## Data for the task
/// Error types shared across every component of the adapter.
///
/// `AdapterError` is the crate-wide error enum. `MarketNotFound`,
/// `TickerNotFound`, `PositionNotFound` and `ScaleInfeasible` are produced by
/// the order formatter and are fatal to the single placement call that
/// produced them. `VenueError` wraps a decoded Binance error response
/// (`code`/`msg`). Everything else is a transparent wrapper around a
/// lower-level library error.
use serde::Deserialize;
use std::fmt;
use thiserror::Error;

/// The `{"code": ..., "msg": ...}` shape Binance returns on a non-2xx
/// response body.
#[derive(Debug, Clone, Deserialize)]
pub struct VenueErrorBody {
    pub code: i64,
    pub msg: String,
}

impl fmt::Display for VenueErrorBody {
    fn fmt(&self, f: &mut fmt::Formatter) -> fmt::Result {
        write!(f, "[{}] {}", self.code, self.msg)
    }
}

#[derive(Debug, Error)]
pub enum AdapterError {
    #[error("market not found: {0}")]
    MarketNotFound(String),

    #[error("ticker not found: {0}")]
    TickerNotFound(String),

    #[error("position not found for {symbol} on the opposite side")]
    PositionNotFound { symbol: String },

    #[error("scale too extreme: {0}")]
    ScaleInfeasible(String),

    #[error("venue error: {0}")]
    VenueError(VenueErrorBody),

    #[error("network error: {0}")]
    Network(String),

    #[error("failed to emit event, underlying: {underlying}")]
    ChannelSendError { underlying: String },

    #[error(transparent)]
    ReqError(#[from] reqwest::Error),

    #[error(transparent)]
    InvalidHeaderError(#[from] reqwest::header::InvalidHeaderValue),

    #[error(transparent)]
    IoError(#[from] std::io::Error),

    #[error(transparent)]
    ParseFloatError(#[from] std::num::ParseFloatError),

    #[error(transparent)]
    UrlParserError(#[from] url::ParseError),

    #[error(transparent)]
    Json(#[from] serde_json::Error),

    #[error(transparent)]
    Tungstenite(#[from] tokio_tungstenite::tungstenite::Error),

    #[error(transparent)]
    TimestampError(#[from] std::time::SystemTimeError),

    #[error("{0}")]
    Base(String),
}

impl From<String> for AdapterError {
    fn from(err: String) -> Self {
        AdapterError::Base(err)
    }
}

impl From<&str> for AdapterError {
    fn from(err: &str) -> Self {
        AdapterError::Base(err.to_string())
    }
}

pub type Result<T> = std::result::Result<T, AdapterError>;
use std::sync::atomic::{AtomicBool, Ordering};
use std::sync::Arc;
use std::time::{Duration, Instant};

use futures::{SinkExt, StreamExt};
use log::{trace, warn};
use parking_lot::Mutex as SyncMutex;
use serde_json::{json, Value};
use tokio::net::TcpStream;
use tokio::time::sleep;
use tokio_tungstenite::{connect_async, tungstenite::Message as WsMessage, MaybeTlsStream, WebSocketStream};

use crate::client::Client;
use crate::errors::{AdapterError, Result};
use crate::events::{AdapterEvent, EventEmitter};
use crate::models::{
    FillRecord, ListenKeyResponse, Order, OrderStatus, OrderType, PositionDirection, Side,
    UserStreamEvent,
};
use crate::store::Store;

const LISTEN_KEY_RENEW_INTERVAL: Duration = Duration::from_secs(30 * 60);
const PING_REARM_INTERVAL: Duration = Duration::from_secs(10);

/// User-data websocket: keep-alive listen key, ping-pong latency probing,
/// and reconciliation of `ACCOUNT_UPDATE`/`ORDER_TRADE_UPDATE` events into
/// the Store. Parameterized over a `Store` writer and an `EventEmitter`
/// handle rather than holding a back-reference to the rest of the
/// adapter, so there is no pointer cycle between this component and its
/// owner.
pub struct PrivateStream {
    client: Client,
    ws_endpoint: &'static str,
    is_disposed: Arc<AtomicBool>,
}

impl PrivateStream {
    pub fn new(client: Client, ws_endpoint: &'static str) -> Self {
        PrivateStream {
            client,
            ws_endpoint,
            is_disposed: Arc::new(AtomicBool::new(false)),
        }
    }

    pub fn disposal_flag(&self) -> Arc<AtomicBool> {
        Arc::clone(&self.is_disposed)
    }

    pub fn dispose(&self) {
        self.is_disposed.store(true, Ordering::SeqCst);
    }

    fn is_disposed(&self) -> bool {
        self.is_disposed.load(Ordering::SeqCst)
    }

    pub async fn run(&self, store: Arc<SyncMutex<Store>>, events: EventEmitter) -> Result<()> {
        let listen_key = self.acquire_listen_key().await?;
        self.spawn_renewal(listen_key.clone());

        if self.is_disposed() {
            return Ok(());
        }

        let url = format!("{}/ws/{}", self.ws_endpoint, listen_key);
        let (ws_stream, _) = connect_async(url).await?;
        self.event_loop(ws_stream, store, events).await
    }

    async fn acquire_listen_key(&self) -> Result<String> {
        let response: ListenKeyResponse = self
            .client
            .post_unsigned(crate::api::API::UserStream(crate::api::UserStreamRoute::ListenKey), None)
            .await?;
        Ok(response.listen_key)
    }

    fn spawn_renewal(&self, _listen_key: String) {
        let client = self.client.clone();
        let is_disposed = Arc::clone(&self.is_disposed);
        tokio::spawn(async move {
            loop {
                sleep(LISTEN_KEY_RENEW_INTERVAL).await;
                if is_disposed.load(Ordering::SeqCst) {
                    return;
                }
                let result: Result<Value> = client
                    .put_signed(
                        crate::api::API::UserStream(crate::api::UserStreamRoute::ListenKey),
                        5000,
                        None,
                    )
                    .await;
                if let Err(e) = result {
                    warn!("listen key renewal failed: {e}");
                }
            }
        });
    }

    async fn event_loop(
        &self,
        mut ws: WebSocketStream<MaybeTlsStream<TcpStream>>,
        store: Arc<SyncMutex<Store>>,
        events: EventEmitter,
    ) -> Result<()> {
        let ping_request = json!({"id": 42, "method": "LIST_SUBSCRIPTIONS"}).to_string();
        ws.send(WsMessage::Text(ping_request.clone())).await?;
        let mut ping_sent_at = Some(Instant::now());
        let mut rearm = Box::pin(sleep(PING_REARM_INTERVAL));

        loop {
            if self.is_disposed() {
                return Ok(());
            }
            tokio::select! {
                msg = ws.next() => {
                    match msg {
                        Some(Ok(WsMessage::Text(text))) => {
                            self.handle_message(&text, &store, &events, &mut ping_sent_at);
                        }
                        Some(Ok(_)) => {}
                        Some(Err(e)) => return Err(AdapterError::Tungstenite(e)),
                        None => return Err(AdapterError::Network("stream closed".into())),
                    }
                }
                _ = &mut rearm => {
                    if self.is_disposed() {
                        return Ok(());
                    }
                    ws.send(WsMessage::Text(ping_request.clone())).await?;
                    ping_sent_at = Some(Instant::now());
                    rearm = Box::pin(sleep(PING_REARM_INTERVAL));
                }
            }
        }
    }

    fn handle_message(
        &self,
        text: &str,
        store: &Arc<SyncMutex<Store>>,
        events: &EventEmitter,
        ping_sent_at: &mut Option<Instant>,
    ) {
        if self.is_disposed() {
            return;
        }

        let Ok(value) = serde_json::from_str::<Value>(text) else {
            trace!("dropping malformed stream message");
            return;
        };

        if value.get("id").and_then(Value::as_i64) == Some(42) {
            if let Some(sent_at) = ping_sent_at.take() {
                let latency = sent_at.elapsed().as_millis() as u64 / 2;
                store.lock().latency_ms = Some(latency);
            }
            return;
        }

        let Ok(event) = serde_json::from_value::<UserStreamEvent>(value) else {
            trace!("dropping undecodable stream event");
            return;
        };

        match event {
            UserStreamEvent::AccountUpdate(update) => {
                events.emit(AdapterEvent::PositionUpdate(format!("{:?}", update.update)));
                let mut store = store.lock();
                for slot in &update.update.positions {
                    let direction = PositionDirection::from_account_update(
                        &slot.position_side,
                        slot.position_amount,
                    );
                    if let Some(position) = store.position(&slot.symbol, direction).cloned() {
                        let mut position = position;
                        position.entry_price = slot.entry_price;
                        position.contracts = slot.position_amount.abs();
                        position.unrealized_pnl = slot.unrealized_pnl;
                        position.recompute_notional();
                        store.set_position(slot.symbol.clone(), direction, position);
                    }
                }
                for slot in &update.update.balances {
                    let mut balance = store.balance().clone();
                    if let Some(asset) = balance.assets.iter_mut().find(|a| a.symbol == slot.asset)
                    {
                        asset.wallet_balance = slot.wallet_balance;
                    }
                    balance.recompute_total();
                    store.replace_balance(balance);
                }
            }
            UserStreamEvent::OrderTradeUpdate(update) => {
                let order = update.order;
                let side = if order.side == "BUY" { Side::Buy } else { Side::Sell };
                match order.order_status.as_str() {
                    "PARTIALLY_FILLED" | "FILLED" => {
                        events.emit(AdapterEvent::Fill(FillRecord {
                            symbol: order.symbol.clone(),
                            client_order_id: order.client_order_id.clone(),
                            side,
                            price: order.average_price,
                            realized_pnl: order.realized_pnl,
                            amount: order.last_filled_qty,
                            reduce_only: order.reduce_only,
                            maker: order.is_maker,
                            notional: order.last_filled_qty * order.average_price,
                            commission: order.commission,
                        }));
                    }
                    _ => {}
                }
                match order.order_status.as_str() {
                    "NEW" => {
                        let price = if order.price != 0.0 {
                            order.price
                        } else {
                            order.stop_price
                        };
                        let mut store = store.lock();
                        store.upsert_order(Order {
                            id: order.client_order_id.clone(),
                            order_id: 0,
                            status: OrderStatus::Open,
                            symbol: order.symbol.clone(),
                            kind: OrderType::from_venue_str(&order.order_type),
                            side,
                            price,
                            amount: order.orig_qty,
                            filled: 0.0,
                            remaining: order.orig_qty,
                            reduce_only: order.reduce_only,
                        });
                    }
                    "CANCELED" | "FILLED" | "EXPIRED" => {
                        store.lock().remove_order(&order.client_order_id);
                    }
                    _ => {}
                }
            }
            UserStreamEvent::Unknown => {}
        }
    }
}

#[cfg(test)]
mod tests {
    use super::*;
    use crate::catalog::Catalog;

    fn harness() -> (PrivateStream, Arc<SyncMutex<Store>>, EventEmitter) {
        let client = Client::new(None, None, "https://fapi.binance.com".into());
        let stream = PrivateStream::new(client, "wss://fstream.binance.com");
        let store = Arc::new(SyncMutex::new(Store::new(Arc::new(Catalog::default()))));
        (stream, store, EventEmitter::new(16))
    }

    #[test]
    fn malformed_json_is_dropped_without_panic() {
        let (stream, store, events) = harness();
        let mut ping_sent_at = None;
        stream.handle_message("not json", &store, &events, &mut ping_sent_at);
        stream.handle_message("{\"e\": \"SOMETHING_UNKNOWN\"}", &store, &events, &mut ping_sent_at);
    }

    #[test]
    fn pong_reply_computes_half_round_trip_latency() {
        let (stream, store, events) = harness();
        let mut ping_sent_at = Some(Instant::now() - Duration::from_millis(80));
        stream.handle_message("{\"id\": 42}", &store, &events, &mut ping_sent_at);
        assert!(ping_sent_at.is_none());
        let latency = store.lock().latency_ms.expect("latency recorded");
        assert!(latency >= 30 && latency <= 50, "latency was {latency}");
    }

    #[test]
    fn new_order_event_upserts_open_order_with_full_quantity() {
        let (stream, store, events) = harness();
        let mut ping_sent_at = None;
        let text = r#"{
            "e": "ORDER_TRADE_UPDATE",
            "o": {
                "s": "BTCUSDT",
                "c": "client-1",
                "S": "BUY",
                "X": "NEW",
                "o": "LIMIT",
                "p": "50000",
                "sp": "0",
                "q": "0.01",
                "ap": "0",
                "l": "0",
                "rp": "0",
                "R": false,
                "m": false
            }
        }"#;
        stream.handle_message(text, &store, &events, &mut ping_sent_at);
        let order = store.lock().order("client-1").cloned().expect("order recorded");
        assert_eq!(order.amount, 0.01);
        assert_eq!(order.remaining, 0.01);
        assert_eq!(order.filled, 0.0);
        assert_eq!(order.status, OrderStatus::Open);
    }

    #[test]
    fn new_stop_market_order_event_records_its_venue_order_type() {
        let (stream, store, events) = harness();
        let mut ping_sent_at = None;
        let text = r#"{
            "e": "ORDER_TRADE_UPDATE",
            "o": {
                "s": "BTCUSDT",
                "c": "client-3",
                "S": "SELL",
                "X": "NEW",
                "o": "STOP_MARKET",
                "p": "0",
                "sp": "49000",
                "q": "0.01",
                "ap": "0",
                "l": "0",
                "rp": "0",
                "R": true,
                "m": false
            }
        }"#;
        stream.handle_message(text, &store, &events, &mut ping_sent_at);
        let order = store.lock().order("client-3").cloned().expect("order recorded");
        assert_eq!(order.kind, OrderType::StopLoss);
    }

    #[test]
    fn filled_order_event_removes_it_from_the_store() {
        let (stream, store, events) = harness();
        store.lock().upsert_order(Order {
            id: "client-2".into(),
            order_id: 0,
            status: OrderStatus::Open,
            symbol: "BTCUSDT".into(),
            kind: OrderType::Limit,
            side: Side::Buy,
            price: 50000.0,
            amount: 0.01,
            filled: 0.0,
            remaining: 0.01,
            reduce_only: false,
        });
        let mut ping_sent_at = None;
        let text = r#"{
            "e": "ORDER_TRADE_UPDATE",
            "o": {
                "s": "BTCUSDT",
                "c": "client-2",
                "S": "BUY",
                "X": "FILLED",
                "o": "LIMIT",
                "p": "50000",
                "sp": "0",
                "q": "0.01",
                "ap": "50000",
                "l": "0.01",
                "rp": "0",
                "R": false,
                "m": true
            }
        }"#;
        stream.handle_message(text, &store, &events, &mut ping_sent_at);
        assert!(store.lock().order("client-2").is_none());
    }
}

## Exercise aim
Only one stretch of the records above is wanted: the lines between the one holding "rest of the" and the one holding "let client = self.client.clone();", inclusive, reproduced exactly.

## Task result
/// handle rather than holding a back-reference to the rest of the
/// adapter, so there is no pointer cycle between this component and its
/// owner.
pub struct PrivateStream {
    client: Client,
    ws_endpoint: &'static str,
    is_disposed: Arc<AtomicBool>,
}

impl PrivateStream {
    pub fn new(client: Client, ws_endpoint: &'static str) -> Self {
        PrivateStream {
            client,
            ws_endpoint,
            is_disposed: Arc::new(AtomicBool::new(false)),
        }
    }

    pub fn disposal_flag(&self) -> Arc<AtomicBool> {
        Arc::clone(&self.is_disposed)
    }

    pub fn dispose(&self) {
        self.is_disposed.store(true, Ordering::SeqCst);
    }

    fn is_disposed(&self) -> bool {
        self.is_disposed.load(Ordering::SeqCst)
    }

    pub async fn run(&self, store: Arc<SyncMutex<Store>>, events: EventEmitter) -> Result<()> {
        let listen_key = self.acquire_listen_key().await?;
        self.spawn_renewal(listen_key.clone());

        if self.is_disposed() {
            return Ok(());
        }

        let url = format!("{}/ws/{}", self.ws_endpoint, listen_key);
        let (ws_stream, _) = connect_async(url).await?;
        self.event_loop(ws_stream, store, events).await
    }

    async fn acquire_listen_key(&self) -> Result<String> {
        let response: ListenKeyResponse = self
            .client
            .post_unsigned(crate::api::API::UserStream(crate::api::UserStreamRoute::ListenKey), None)
            .await?;
        Ok(response.listen_key)
    }

    fn spawn_renewal(&self, _listen_key: String) {
        let client = self.client.clone();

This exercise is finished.